Stored items:
------------------------------
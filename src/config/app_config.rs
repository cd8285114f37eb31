use std::collections::HashMap;
use std::time::Duration;

use serde::Deserialize;

use crate::domain::cache::CacheParams;
use crate::domain::resolver::{ResolverKind, ScopeConfig};
use crate::domain::DomainError;
use crate::infrastructure::cache::CacheConfig;
use crate::infrastructure::observability::MetricsConfig;

/// Application configuration
#[derive(Debug, Clone, Default, Deserialize)]
pub struct AppConfig {
    #[serde(default)]
    pub logging: LoggingConfig,
    #[serde(default)]
    pub metrics: MetricsConfig,
    #[serde(default)]
    pub cache: CacheSettings,
    /// Resolver scopes by name
    #[serde(default)]
    pub scopes: HashMap<String, ScopeSettings>,
}

#[derive(Debug, Clone, Deserialize)]
pub struct LoggingConfig {
    #[serde(default = "default_log_level")]
    pub level: String,
    #[serde(default)]
    pub format: LogFormat,
}

fn default_log_level() -> String {
    "info".to_string()
}

#[derive(Debug, Clone, Deserialize, Default)]
#[serde(rename_all = "lowercase")]
pub enum LogFormat {
    #[default]
    Pretty,
    Json,
}

impl Default for LoggingConfig {
    fn default() -> Self {
        Self {
            level: default_log_level(),
            format: LogFormat::default(),
        }
    }
}

/// Cache store selection
#[derive(Debug, Clone, Deserialize)]
pub struct CacheSettings {
    /// `in_memory` or `redis`
    #[serde(default = "default_backend")]
    pub backend: String,
    pub redis_url: Option<String>,
    pub key_prefix: Option<String>,
    #[serde(default = "default_max_capacity")]
    pub max_capacity: u64,
    #[serde(default = "default_max_ttl_secs")]
    pub max_ttl_secs: u64,
}

fn default_backend() -> String {
    "in_memory".to_string()
}

fn default_max_capacity() -> u64 {
    10_000
}

fn default_max_ttl_secs() -> u64 {
    24 * 3600
}

impl Default for CacheSettings {
    fn default() -> Self {
        Self {
            backend: default_backend(),
            redis_url: None,
            key_prefix: None,
            max_capacity: default_max_capacity(),
            max_ttl_secs: default_max_ttl_secs(),
        }
    }
}

impl CacheSettings {
    pub fn to_cache_config(&self) -> Result<CacheConfig, DomainError> {
        Ok(CacheConfig {
            cache_type: self.backend.parse()?,
            redis_url: self.redis_url.clone(),
            key_prefix: self.key_prefix.clone(),
            max_ttl: Duration::from_secs(self.max_ttl_secs),
            max_capacity: self.max_capacity,
        })
    }
}

/// One resolver scope as written in configuration
#[derive(Debug, Clone, Deserialize)]
pub struct ScopeSettings {
    #[serde(default = "default_namespace")]
    pub namespace: String,
    pub store: String,
    #[serde(default)]
    pub resolver: ResolverKind,
    #[serde(default = "default_true")]
    pub cache_enabled: bool,
    #[serde(default = "default_true")]
    pub cache_eligible: bool,
    #[serde(default = "default_max_cached_page")]
    pub max_cached_page: u32,
    #[serde(default = "default_page_size")]
    pub page_size: u32,
    /// Hints forwarded to cache reads (`strategy`, `ttl_secs`, ...)
    #[serde(default)]
    pub read_params: HashMap<String, String>,
    /// Hints forwarded to cache writes
    #[serde(default)]
    pub write_params: HashMap<String, String>,
}

fn default_namespace() -> String {
    "lookup:".to_string()
}

fn default_true() -> bool {
    true
}

fn default_max_cached_page() -> u32 {
    5
}

fn default_page_size() -> u32 {
    20
}

impl ScopeSettings {
    /// Resolves the hint bags into typed parameters
    pub fn to_scope_config(&self) -> Result<ScopeConfig, DomainError> {
        Ok(ScopeConfig::new(&self.namespace, &self.store)
            .with_cache_enabled(self.cache_enabled)
            .with_cache_eligible(self.cache_eligible)
            .with_max_cached_page(self.max_cached_page)
            .with_page_size(self.page_size)
            .with_read_params(CacheParams::from_hints(&self.read_params)?)
            .with_write_params(CacheParams::from_hints(&self.write_params)?))
    }
}

impl AppConfig {
    pub fn load() -> Result<Self, config::ConfigError> {
        dotenvy::dotenv().ok();

        let config = config::Config::builder()
            .add_source(config::File::with_name("config/default").required(false))
            .add_source(config::File::with_name("config/local").required(false))
            .add_source(
                config::Environment::with_prefix("LOOKUP")
                    .separator("__")
                    .try_parsing(true),
            )
            .build()?;

        config.try_deserialize()
    }

    pub fn scope(&self, name: &str) -> Result<&ScopeSettings, DomainError> {
        self.scopes
            .get(name)
            .ok_or_else(|| DomainError::configuration(format!("Unknown scope: {}", name)))
    }
}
------------------------------
| How to complete this task |
An exact copy of every line above is needed.

| Response to the task |
filename src/config/app_config.rs
repository cd8285114f37eb31
use std::collections::HashMap;
use std::time::Duration;

use serde::Deserialize;

use crate::domain::cache::CacheParams;
use crate::domain::resolver::{ResolverKind, ScopeConfig};
use crate::domain::DomainError;
use crate::infrastructure::cache::CacheConfig;
use crate::infrastructure::observability::MetricsConfig;

/// Application configuration
#[derive(Debug, Clone, Default, Deserialize)]
pub struct AppConfig {
    #[serde(default)]
    pub logging: LoggingConfig,
    #[serde(default)]
    pub metrics: MetricsConfig,
    #[serde(default)]
    pub cache: CacheSettings,
    /// Resolver scopes by name
    #[serde(default)]
    pub scopes: HashMap<String, ScopeSettings>,
}

#[derive(Debug, Clone, Deserialize)]
pub struct LoggingConfig {
    #[serde(default = "default_log_level")]
    pub level: String,
    #[serde(default)]
    pub format: LogFormat,
}

fn default_log_level() -> String {
    "info".to_string()
}

#[derive(Debug, Clone, Deserialize, Default)]
#[serde(rename_all = "lowercase")]
pub enum LogFormat {
    #[default]
    Pretty,
    Json,
}

impl Default for LoggingConfig {
    fn default() -> Self {
        Self {
            level: default_log_level(),
            format: LogFormat::default(),
        }
    }
}

/// Cache store selection
#[derive(Debug, Clone, Deserialize)]
pub struct CacheSettings {
    /// `in_memory` or `redis`
    #[serde(default = "default_backend")]
    pub backend: String,
    pub redis_url: Option<String>,
    pub key_prefix: Option<String>,
    #[serde(default = "default_max_capacity")]
    pub max_capacity: u64,
    #[serde(default = "default_max_ttl_secs")]
    pub max_ttl_secs: u64,
}

fn default_backend() -> String {
    "in_memory".to_string()
}

fn default_max_capacity() -> u64 {
    10_000
}

fn default_max_ttl_secs() -> u64 {
    24 * 3600
}

impl Default for CacheSettings {
    fn default() -> Self {
        Self {
            backend: default_backend(),
            redis_url: None,
            key_prefix: None,
            max_capacity: default_max_capacity(),
            max_ttl_secs: default_max_ttl_secs(),
        }
    }
}

impl CacheSettings {
    pub fn to_cache_config(&self) -> Result<CacheConfig, DomainError> {
        Ok(CacheConfig {
            cache_type: self.backend.parse()?,
            redis_url: self.redis_url.clone(),
            key_prefix: self.key_prefix.clone(),
            max_ttl: Duration::from_secs(self.max_ttl_secs),
            max_capacity: self.max_capacity,
        })
    }
}

/// One resolver scope as written in configuration
#[derive(Debug, Clone, Deserialize)]
pub struct ScopeSettings {
    #[serde(default = "default_namespace")]
    pub namespace: String,
    pub store: String,
    #[serde(default)]
    pub resolver: ResolverKind,
    #[serde(default = "default_true")]
    pub cache_enabled: bool,
    #[serde(default = "default_true")]
    pub cache_eligible: bool,
    #[serde(default = "default_max_cached_page")]
    pub max_cached_page: u32,
    #[serde(default = "default_page_size")]
    pub page_size: u32,
    /// Hints forwarded to cache reads (`strategy`, `ttl_secs`, ...)
    #[serde(default)]
    pub read_params: HashMap<String, String>,
    /// Hints forwarded to cache writes
    #[serde(default)]
    pub write_params: HashMap<String, String>,
}

fn default_namespace() -> String {
    "lookup:".to_string()
}

fn default_true() -> bool {
    true
}

fn default_max_cached_page() -> u32 {
    5
}

fn default_page_size() -> u32 {
    20
}

impl ScopeSettings {
    /// Resolves the hint bags into typed parameters
    pub fn to_scope_config(&self) -> Result<ScopeConfig, DomainError> {
        Ok(ScopeConfig::new(&self.namespace, &self.store)
            .with_cache_enabled(self.cache_enabled)
            .with_cache_eligible(self.cache_eligible)
            .with_max_cached_page(self.max_cached_page)
            .with_page_size(self.page_size)
            .with_read_params(CacheParams::from_hints(&self.read_params)?)
            .with_write_params(CacheParams::from_hints(&self.write_params)?))
    }
}

impl AppConfig {
    pub fn load() -> Result<Self, config::ConfigError> {
        dotenvy::dotenv().ok();

        let config = config::Config::builder()
            .add_source(config::File::with_name("config/default").required(false))
            .add_source(config::File::with_name("config/local").required(false))
            .add_source(
                config::Environment::with_prefix("LOOKUP")
                    .separator("__")
                    .try_parsing(true),
            )
            .build()?;

        config.try_deserialize()
    }

    pub fn scope(&self, name: &str) -> Result<&ScopeSettings, DomainError> {
        self.scopes
            .get(name)
            .ok_or_else(|| DomainError::configuration(format!("Unknown scope: {}", name)))
    }
}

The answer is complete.